Gov. Phil Scott: Building the best education system in the country

By Gov. Phil Scott

Undoubtedly, many of you are aware of the disagreement between me and the Legislature over increasing statewide property tax rates.

As I’ve said, I cannot accept an increase in statewide property tax rates and here’s why: I ran for office understanding state government needed to focus more of our efforts on making Vermont more affordable and growing the economy.

U.S. Department of State

Republican Gov. Phil Scott

Last year, with the help of the Legislature, we passed a budget without raising a single tax or fee, without cutting services and while investing in economic growth. It was the first time this was achieved in decades, and we did it while addressing revenue shortfalls.

This year, we have a total of $160 million more in revenue than we did last year (much of it from increasing economic activity) which includes at least $44 million in surplus tax revenue. This is excellent news. So, I just don’t understand legislators’ insistence on raising statewide property tax rates when we don’t have to.

From my perspective, raising taxes should always be the last resort. And that’s why I vetoed the budget and tax bills. But education taxes are only one part of an important challenge we must address.

Vermont has great schools, teachers and staff. By most measures, we deliver a good education to our kids. But we could have the very best education in the country, if lawmakers have the courage to face the reality of our current situation and rethink the policies of the past.
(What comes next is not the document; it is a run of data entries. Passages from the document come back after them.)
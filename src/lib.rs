//! # popdroidcam: Android phones as Linux webcams
//!
//! This library pairs with a phone over wireless debugging and runs the
//! capture process that feeds its camera into a v4l2loopback device. Front
//! ends (terminal, desktop, HTTP) stay thin and call into two subsystems:
//!
//! - **Discovery & pairing** ([`Discoverer`]): shows the phone a six-digit
//!   secret through a QR code, finds the phone's `_adb-tls-pairing._tcp`
//!   advertisement (service browser first, raw mDNS as fallback) and runs
//!   `adb pair` against it.
//!
//! - **Session lifecycle** ([`SessionManager`]): starts at most one detached
//!   `scrcpy` capture process, records its pid and configuration on disk,
//!   and stops its whole process group. Running state is always re-derived
//!   from the recorded pid, so a crashed or externally killed session is
//!   noticed on the next query.
//!
//! Both subsystems report outcomes as plain values; nothing they do panics or
//! returns an error to the caller for an expected failure (tool missing,
//! device silent, session already running).
//!
//! ## Quickstart Example
//!
//! ```no_run
//! use popdroidcam::{PairingSecret, PopClient, PopConfig, StartOptions};
//! use tokio_util::sync::CancellationToken;
//!
//! #[tokio::main]
//! async fn main() {
//!     tracing_subscriber::fmt::init();
//!
//!     let client = PopClient::new(PopConfig::default());
//!
//!     // 1. Show the descriptor as a QR code, then wait for the phone.
//!     let secret = PairingSecret::generate();
//!     println!("{}", client.pairing_descriptor(&secret));
//!     let outcome = client.pair(&secret, CancellationToken::new()).await;
//!     if !outcome.paired {
//!         return;
//!     }
//!
//!     // 2. Start streaming the first camera.
//!     let started = client.start(&StartOptions::new("0", "1920x1080", "30"));
//!     println!("{:?}", started);
//!
//!     // 3. Later, possibly from another process:
//!     client.stop();
//! }
//! ```

pub mod adb;
pub mod browser;
pub mod channel;
pub mod client;
pub mod config;
pub mod discovery;
pub mod events;
pub mod manager;
pub mod models;
pub mod process;
pub mod scrcpy;
pub mod store;
pub mod wire;
mod utils;

// Re-export public-facing components.
pub use adb::{AdbTool, PairingInvoker};
pub use browser::{AvahiBrowser, BrowsedService, MdnsSdBrowser, ServiceBrowser};
pub use channel::{DatagramChannel, MulticastChannel};
pub use client::PopClient;
pub use config::{BrowserKind, DiscoverySettings, PopConfig, SessionSettings, ToolPaths};
pub use discovery::Discoverer;
pub use events::{DiscoveryEvents, NoopEvents};
pub use manager::SessionManager;
pub use models::{
    Camera, CandidateEndpoint, Device, PairingOutcome, PairingSecret, QualityTier, Rotation,
    SessionRecord, SessionStatus, StartOptions, StartOutcome, Transport,
};
pub use process::{ExternalProcessHandle, SystemProcesses};
pub use store::{FileSessionStore, MemorySessionStore, SessionStore};
pub use wire::{DiscoveryQuery, PortHeuristic};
Our education system is being weakened by a decline in our working-age population and an increasingly inefficient system that’s diverting budget dollars away from kids. The K-12 system was built to educate more than 100,000 kids. Today, we’re educating about 76,0000 – that’s 27,000 fewer in 20 years, and declines continue. Our student-to-staff ratio has decreased from about seven kids for every one adult to about four to one.
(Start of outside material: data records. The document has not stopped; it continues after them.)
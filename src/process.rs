use std::fs::{self, File};
use std::os::unix::process::CommandExt;
use std::path::Path;
use std::process::{Command, Stdio};
use std::thread;

use anyhow::{Context, Result, anyhow};
use nix::errno::Errno;
use nix::sys::signal::{Signal, kill, killpg};
use nix::unistd::Pid;
use tracing::debug;

/// OS process operations the session manager relies on. No handle to a
/// spawned process is kept; it is tracked by pid only.
pub trait ExternalProcessHandle: Send + Sync {
    /// Starts `program` in its own process group with stdout and stderr
    /// written to a freshly truncated `log_path`, and returns its pid
    /// without waiting for it.
    fn spawn_detached(&self, program: &str, args: &[String], log_path: &Path) -> Result<u32>;

    /// Whether `pid` names a live process, probed with a null signal.
    fn probe_alive(&self, pid: u32) -> bool;

    fn signal_group(&self, pid: u32, signal: Signal) -> Result<()>;

    fn signal(&self, pid: u32, signal: Signal) -> Result<()>;
}

fn to_pid(pid: u32) -> Option<Pid> {
    i32::try_from(pid)
        .ok()
        .filter(|raw| *raw > 0)
        .map(Pid::from_raw)
}

/// Real processes, through `std::process` and `nix`.
#[derive(Debug, Clone, Copy, Default)]
pub struct SystemProcesses;

impl ExternalProcessHandle for SystemProcesses {
    fn spawn_detached(&self, program: &str, args: &[String], log_path: &Path) -> Result<u32> {
        if let Some(parent) = log_path.parent() {
            fs::create_dir_all(parent).with_context(|| format!("create {:?}", parent))?;
        }
        let log = File::create(log_path).with_context(|| format!("open log {:?}", log_path))?;
        let log_err = log.try_clone().context("duplicate log handle")?;

        let mut cmd = Command::new(program);
        cmd.args(args)
            .stdin(Stdio::null())
            .stdout(Stdio::from(log))
            .stderr(Stdio::from(log_err))
            .process_group(0);

        let mut child = cmd
            .spawn()
            .with_context(|| format!("Failed to start {}", program))?;
        let pid = child.id();

        // Reap in the background so an exited child never lingers as a
        // zombie that still answers the liveness probe.
        let reaper = thread::Builder::new()
            .name(format!("reap-{}", pid))
            .spawn(move || {
                let status = child.wait();
                debug!("Capture process {} exited: {:?}", pid, status);
            });
        if let Err(e) = reaper {
            debug!("No reaper thread for {}: {}", pid, e);
        }
        Ok(pid)
    }

    fn probe_alive(&self, pid: u32) -> bool {
        let Some(pid) = to_pid(pid) else {
            return false;
        };
        match kill(pid, None) {
            Ok(()) | Err(Errno::EPERM) => true,
            Err(_) => false,
        }
    }

    fn signal_group(&self, pid: u32, signal: Signal) -> Result<()> {
        let pgid = to_pid(pid).ok_or_else(|| anyhow!("invalid process group {}", pid))?;
        killpg(pgid, signal).with_context(|| format!("signal process group {}", pid))
    }

    fn signal(&self, pid: u32, signal: Signal) -> Result<()> {
        let target = to_pid(pid).ok_or_else(|| anyhow!("invalid pid {}", pid))?;
        kill(target, signal).with_context(|| format!("signal process {}", pid))
    }
}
Meanwhile, the state has increased property tax rates (on top of local rate increases) virtually every year – often faster than growth in Vermonters’ paychecks and property values. Even since Act 46 of 2015, which streamlines school governance, costs grew by more than $60 million while the number of students decreased by about 2,000.

These trends have contributed significantly to the affordability crisis many families face, persistent inequality between districts, and expanding inefficiencies that divert millions of dollars away from our kids.

To be very clear, my focus is not on cutting spending – it’s about spending money far better than we do today, so we can do more and make our education system the very best in the country.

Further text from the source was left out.